Consider the winners here, the John Dalys, the original and his namesake son. Nobody is confusing them with Davis Love III (aka Trip) and Davis Love IV (aka Dru), despite the shared affinity for country music and camper living and their success in this fathers-and-sons-and-others event.
But when the John Dalys hugged in victory on Sunday night they looked pretty much like the Davis Loves did when they hugged at this event three years ago.
Asked Sunday what keeps him in the game, the elder Daly skipped right over money — you know, it’s gauche to talk about money as a motivator — and said instead what Davis Love has said, what Jack Nicklaus has said, what every past and future headliner winner of this event has or would say: “I think it’s love for the game, but it’s also love for my son — to be able to play with him — and love for family. Whether we win or lose. I enjoy being out here. Competing. Being on his team.”
It’s a powerful idea, the concept of family as a team. It’s been around for 10,000 years.
Part of what makes this event work is its mid-December dates, Thanksgiving turkey finally gone, more holidays coming, National Lampoon’s Christmas Vacation in the VCR. (The movie came out in ’89. As Steely Dan is best played on a turntable, NLCV is best played on a VCR.) Home for the holidays, indeed.
Man, that JD2 can roll his golf ball. John Daly1, in his brief and exciting prime, was a spectacular glove on, very wristy, full release, see-ball, hit-ball putter. Maybe the last great one we’ll ever see in that style. But his son, who plays at Arkansas, has a classic, modern, semi-robotic, dependable putting stroke that Stan Utley would show his pupils on the heading Do This. It’s perfect.
They won because of the father’s chipping and wedge game and the son’s putting.
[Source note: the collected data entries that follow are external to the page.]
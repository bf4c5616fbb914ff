//! Schema building: RawTable → TableSchema → DDL.

use crate::error::ImportError;
use crate::overrides::TypeOverrides;
use bridge_core::{ColumnSchema, Identifier, RawTable, TableSchema, ToDdl};
use csv_types::infer_storage_type;
use std::collections::HashSet;
use table_sink::TableSink;
use tracing::{debug, info};

/// A schema and the statement that creates its table.
#[derive(Debug, Clone, PartialEq)]
pub struct ImportPlan {
    pub schema: TableSchema,
    pub ddl: String,
}

/// Infer a schema for `raw`, to be created as `table_name`.
pub fn build_schema(raw: &RawTable, table_name: &str) -> Result<TableSchema, ImportError> {
    build_schema_with_overrides(raw, table_name, None)
}

/// Infer a schema for `raw`, forcing the types named in `overrides`.
///
/// Checks run in order: table name, empty input, column names (validity,
/// then uniqueness), overrides.
pub fn build_schema_with_overrides(
    raw: &RawTable,
    table_name: &str,
    overrides: Option<&TypeOverrides>,
) -> Result<TableSchema, ImportError> {
    let table = Identifier::parse(table_name)?;

    if raw.is_empty() {
        return Err(ImportError::EmptyInput);
    }

    let mut seen = HashSet::new();
    let mut names = Vec::with_capacity(raw.column_count());
    for column in raw.columns() {
        let name = Identifier::parse(column)?;
        if !seen.insert(column.as_str()) {
            return Err(ImportError::DuplicateColumn(column.clone()));
        }
        names.push(name);
    }

    if let Some(overrides) = overrides {
        overrides.check_columns(raw.columns())?;
    }

    let columns = names
        .into_iter()
        .enumerate()
        .map(|(index, name)| {
            let storage_type = match overrides.and_then(|o| o.get(name.as_str())) {
                Some(forced) => forced,
                None => infer_storage_type(raw.column_values(index)),
            };
            debug!("Column {} inferred as {}", name, storage_type);
            ColumnSchema::new(name, storage_type)
        })
        .collect();

    Ok(TableSchema::new(table, columns))
}

/// Build the schema and render its DDL in `dialect`.
pub fn plan_import(
    raw: &RawTable,
    table_name: &str,
    overrides: Option<&TypeOverrides>,
    dialect: &dyn ToDdl,
) -> Result<ImportPlan, ImportError> {
    let schema = build_schema_with_overrides(raw, table_name, overrides)?;
    let ddl = dialect.create_table(&schema);
    Ok(ImportPlan { schema, ddl })
}

/// Execute the plan's DDL. A rejected statement aborts the import.
pub async fn create_table<S: TableSink + ?Sized>(
    sink: &S,
    plan: &ImportPlan,
) -> Result<(), ImportError> {
    info!("Creating table {} if absent", plan.schema.table);
    sink.execute_statement(&plan.ddl)
        .await
        .map_err(ImportError::SchemaCreationFailed)
}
It’s odd to think that there was once a popular American TV show called “Father Knows Best” and people bought into it. The nuclear family, dinner at six, mom in her apron. John Daly didn’t grow up with that and his kids didn’t grow up with that. But father taught son, by deed if not by word, that chicks do dig the long ball, but you putt for dough.
The winning team gets $200,000. The son cannot collect his now and stay amateur but if all goes well he’ll get it eventually. It’s a USGA thing, and an NCAA thing. For now.
John Daly, with the life he’s led, could be dead. He has bladder cancer. He smokes like a chimney. (Nelly Korda, who played with Daly in Saturday’s first round, looked at him dragging on a cig on the course with a hint of I’ve never seen that before.) He’s massively overweight. But he of course is not dead.
His backswing is still outrageously long. His Loudmouth duds, announcing his arrival-by-cart from some distant tee, is another form of proof-of-life. He can still make his wedges perform the kind of greenside magic that Bob Jones and Bill Casper and Mickey Wright would have stopped to watch.
Little John Daly dressed like the college kid he is. And he spoke like a certain touring pro who, like his father, won a British Open on the Old Course.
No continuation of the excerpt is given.